Information.
══════════

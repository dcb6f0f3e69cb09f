//! Session lifecycle: login, access refresh, refresh rotation and logout.
//!
//! A session is a stored hash of one refresh token. It is created at login or
//! rotation, never modified, and ends by logout, rotation, or expiry followed by
//! the cleanup sweep. Password checking happens before this layer; `login` only
//! accepts a [`VerifiedUser`] produced by a [`CredentialVerifier`].

use async_trait::async_trait;
use std::sync::Arc;

use crate::audit::{AuditEventKind, AuditSink};
use crate::db::{Session, SessionStore, StoreError};
use crate::jwt::{Claims, IssuedToken, JwtConfig, TokenError, TokenType};

/// An identity whose credentials were already checked by the identity provider.
#[derive(Debug, Clone, PartialEq, Eq)]
pub struct VerifiedUser {
    user_id: String,
    role: Option<String>,
}

impl VerifiedUser {
    pub fn new(user_id: impl Into<String>, role: Option<String>) -> Self {
        Self {
            user_id: user_id.into(),
            role,
        }
    }

    pub fn user_id(&self) -> &str {
        &self.user_id
    }

    pub fn role(&self) -> Option<&str> {
        self.role.as_deref()
    }
}

/// Identity provider seam: `{email, password}` to a verified user.
#[async_trait]
pub trait CredentialVerifier: Send + Sync {
    async fn verify(&self, email: &str, password: &str) -> Result<VerifiedUser, SessionError>;
}

/// Errors from session operations.
#[derive(Debug, thiserror::Error)]
pub enum SessionError {
    #[error("Caller is not authenticated")]
    AuthenticationError,
    #[error("Invalid credentials")]
    InvalidCredentials,
    #[error("Invalid refresh token: {0}")]
    InvalidRefreshToken(TokenError),
    #[error("Session not found")]
    SessionNotFound,
    #[error("Failed to mint token: {0}")]
    Token(TokenError),
    #[error("Persistence error: {0}")]
    Persistence(#[from] StoreError),
}

/// What the client should do after a failed session operation.
#[derive(Debug, Clone, Copy, PartialEq, Eq)]
pub enum Outcome {
    /// Credentials are no good: 401 and clear both cookies.
    Reauthenticate,
    /// Server-side failure: 5xx and leave cookies alone.
    RetryLater,
}

impl SessionError {
    pub fn outcome(&self) -> Outcome {
        match self {
            SessionError::AuthenticationError
            | SessionError::InvalidCredentials
            | SessionError::InvalidRefreshToken(_)
            | SessionError::SessionNotFound => Outcome::Reauthenticate,
            SessionError::Token(_) | SessionError::Persistence(_) => Outcome::RetryLater,
        }
    }
}

/// Tokens handed to the transport layer after a session operation.
#[derive(Debug, Clone)]
pub struct SessionTokens {
    pub user_id: String,
    pub role: Option<String>,
    /// The session backing the refresh token
    pub session_id: String,
    pub access: IssuedToken,
    /// Set when a new refresh token was issued (login, rotation)
    pub refresh: Option<IssuedToken>,
}

#[derive(Clone)]
pub struct SessionManager {
    jwt: Arc<JwtConfig>,
    sessions: SessionStore,
    audit: Arc<dyn AuditSink>,
}

impl SessionManager {
    pub fn new(jwt: Arc<JwtConfig>, sessions: SessionStore, audit: Arc<dyn AuditSink>) -> Self {
        Self {
            jwt,
            sessions,
            audit,
        }
    }

    pub fn jwt(&self) -> &JwtConfig {
        &self.jwt
    }

    pub fn sessions(&self) -> &SessionStore {
        &self.sessions
    }

    /// Check credentials with `verifier`, then log in.
    pub async fn login_with_credentials<V>(
        &self,
        verifier: &V,
        email: &str,
        password: &str,
    ) -> Result<SessionTokens, SessionError>
    where
        V: CredentialVerifier + ?Sized,
    {
        match verifier.verify(email, password).await {
            Ok(user) => self.login(&user).await,
            Err(e) => {
                if matches!(e, SessionError::InvalidCredentials) {
                    self.audit
                        .log_event(AuditEventKind::LoginFailure, &[("reason", "invalid_credentials".into())]);
                }
                Err(e)
            }
        }
    }

    /// Issue an access/refresh pair and persist the refresh token's hash.
    pub async fn login(&self, user: &VerifiedUser) -> Result<SessionTokens, SessionError> {
        if user.user_id.trim().is_empty() {
            self.audit
                .log_event(AuditEventKind::LoginFailure, &[("reason", "unverified".into())]);
            return Err(SessionError::AuthenticationError);
        }

        let access = self
            .jwt
            .mint_access(&user.user_id, user.role())
            .map_err(SessionError::Token)?;
        let refresh = self
            .jwt
            .mint_refresh(&user.user_id, user.role())
            .map_err(SessionError::Token)?;

        let session_id = self
            .sessions
            .create_expiring_at(&user.user_id, &refresh.token, expiry_millis(&refresh))
            .await?;

        self.audit.log_event(
            AuditEventKind::LoginSuccess,
            &[
                ("user_id", user.user_id.clone()),
                ("session_id", session_id.clone()),
            ],
        );

        Ok(SessionTokens {
            user_id: user.user_id.clone(),
            role: user.role.clone(),
            session_id,
            access,
            refresh: Some(refresh),
        })
    }

    /// Mint a new access token from a live refresh token. The session and the
    /// refresh token are left as they are.
    pub async fn refresh_access(&self, raw_refresh: &str) -> Result<SessionTokens, SessionError> {
        let (claims, session) = self.resolve(raw_refresh).await?;

        let access = self
            .jwt
            .mint_access(&claims.sub, claims.role.as_deref())
            .map_err(SessionError::Token)?;

        self.audit.log_event(
            AuditEventKind::AccessRefreshed,
            &[
                ("user_id", claims.sub.clone()),
                ("session_id", session.id.clone()),
            ],
        );

        Ok(SessionTokens {
            user_id: claims.sub,
            role: claims.role,
            session_id: session.id,
            access,
            refresh: None,
        })
    }

    /// Replace a refresh token (and its session) with a new one.
    ///
    /// Of two rotations racing on the same token, exactly one succeeds; the other
    /// gets `SessionNotFound`.
    pub async fn rotate_refresh(&self, raw_refresh: &str) -> Result<SessionTokens, SessionError> {
        let (claims, old) = self.resolve(raw_refresh).await?;
        let role = claims.role.as_deref();

        let access = self
            .jwt
            .mint_access(&claims.sub, role)
            .map_err(SessionError::Token)?;
        let refresh = self
            .jwt
            .mint_refresh(&claims.sub, role)
            .map_err(SessionError::Token)?;

        let session_id = match self
            .sessions
            .rotate(&old.id, &claims.sub, &refresh.token, expiry_millis(&refresh))
            .await?
        {
            Some(id) => id,
            None => {
                self.audit.log_event(
                    AuditEventKind::SessionNotFound,
                    &[
                        ("user_id", claims.sub.clone()),
                        ("session_id", old.id.clone()),
                    ],
                );
                return Err(SessionError::SessionNotFound);
            }
        };

        self.audit.log_event(
            AuditEventKind::SessionRotated,
            &[
                ("user_id", claims.sub.clone()),
                ("old_session_id", old.id),
                ("session_id", session_id.clone()),
            ],
        );

        Ok(SessionTokens {
            user_id: claims.sub,
            role: claims.role,
            session_id,
            access,
            refresh: Some(refresh),
        })
    }

    /// Best-effort logout. Deletes the session behind `raw_refresh` if there is
    /// one and swallows every failure. Returns whether a session was removed.
    pub async fn logout(&self, raw_refresh: Option<&str>) -> bool {
        let removed = match raw_refresh {
            Some(raw) => self.delete_matching(raw).await,
            None => None,
        };

        let mut attributes = vec![("session_found", removed.is_some().to_string())];
        if let Some((user_id, session_id)) = &removed {
            attributes.push(("user_id", user_id.clone()));
            attributes.push(("session_id", session_id.clone()));
        }
        self.audit.log_event(AuditEventKind::Logout, &attributes);

        removed.is_some()
    }

    async fn delete_matching(&self, raw: &str) -> Option<(String, String)> {
        let claims = self.jwt.verify(raw, TokenType::Refresh).ok()?;

        let session = match self.sessions.match_session(&claims.sub, raw).await {
            Ok(session) => session?,
            Err(e) => {
                tracing::warn!(error = %e, "Failed to look up session during logout");
                return None;
            }
        };

        match self.sessions.delete(&session.id).await {
            Ok(true) => Some((claims.sub, session.id)),
            Ok(false) => None,
            Err(e) => {
                tracing::warn!(error = %e, "Failed to delete session during logout");
                None
            }
        }
    }

    /// Delete every session of a user.
    pub async fn logout_everywhere(&self, user_id: &str) -> Result<u64, SessionError> {
        let count = self.sessions.delete_all_for_user(user_id).await?;
        self.audit.log_event(
            AuditEventKind::SessionRevoked,
            &[("user_id", user_id.to_string()), ("count", count.to_string())],
        );
        Ok(count)
    }

    /// Active sessions of a user, newest first.
    pub async fn list_sessions(&self, user_id: &str) -> Result<Vec<Session>, SessionError> {
        Ok(self.sessions.find_active(user_id).await?)
    }

    /// Revoke one of the user's own sessions. Returns false if no such session
    /// belongs to the user.
    pub async fn revoke_session(&self, user_id: &str, session_id: &str) -> Result<bool, SessionError> {
        let revoked = self.sessions.delete_for_user(session_id, user_id).await?;
        if revoked {
            self.audit.log_event(
                AuditEventKind::SessionRevoked,
                &[
                    ("user_id", user_id.to_string()),
                    ("session_id", session_id.to_string()),
                ],
            );
        }
        Ok(revoked)
    }

    /// Validate an access token presented by a client.
    pub fn authenticate(&self, access_token: &str) -> Result<Claims, TokenError> {
        self.jwt
            .verify(access_token, TokenType::Access)
            .inspect_err(|e| {
                self.audit.log_event(
                    AuditEventKind::TokenInvalid,
                    &[("token_type", "access".into()), ("reason", e.to_string())],
                );
            })
    }

    /// Verify a refresh token and find the session it belongs to.
    async fn resolve(&self, raw_refresh: &str) -> Result<(Claims, Session), SessionError> {
        let claims = match self.jwt.verify(raw_refresh, TokenType::Refresh) {
            Ok(claims) => claims,
            Err(e) => {
                self.audit.log_event(
                    AuditEventKind::TokenInvalid,
                    &[("token_type", "refresh".into()), ("reason", e.to_string())],
                );
                return Err(SessionError::InvalidRefreshToken(e));
            }
        };

        match self.sessions.match_session(&claims.sub, raw_refresh).await? {
            Some(session) => Ok((claims, session)),
            None => {
                // Signed by us but revoked, rotated away or unknown: untrusted.
                self.audit.log_event(
                    AuditEventKind::SessionNotFound,
                    &[("user_id", claims.sub.clone())],
                );
                Err(SessionError::SessionNotFound)
            }
        }
    }
}

/// Session rows expire together with their refresh token.
fn expiry_millis(token: &IssuedToken) -> i64 {
    i64::try_from(token.expires_at)
        .unwrap_or(i64::MAX / 1000)
        .saturating_mul(1000)
}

══════════

What is being asked. Please determine how many lines of the records above contain "StoreError", and state that number only.

Solution for this problem. 2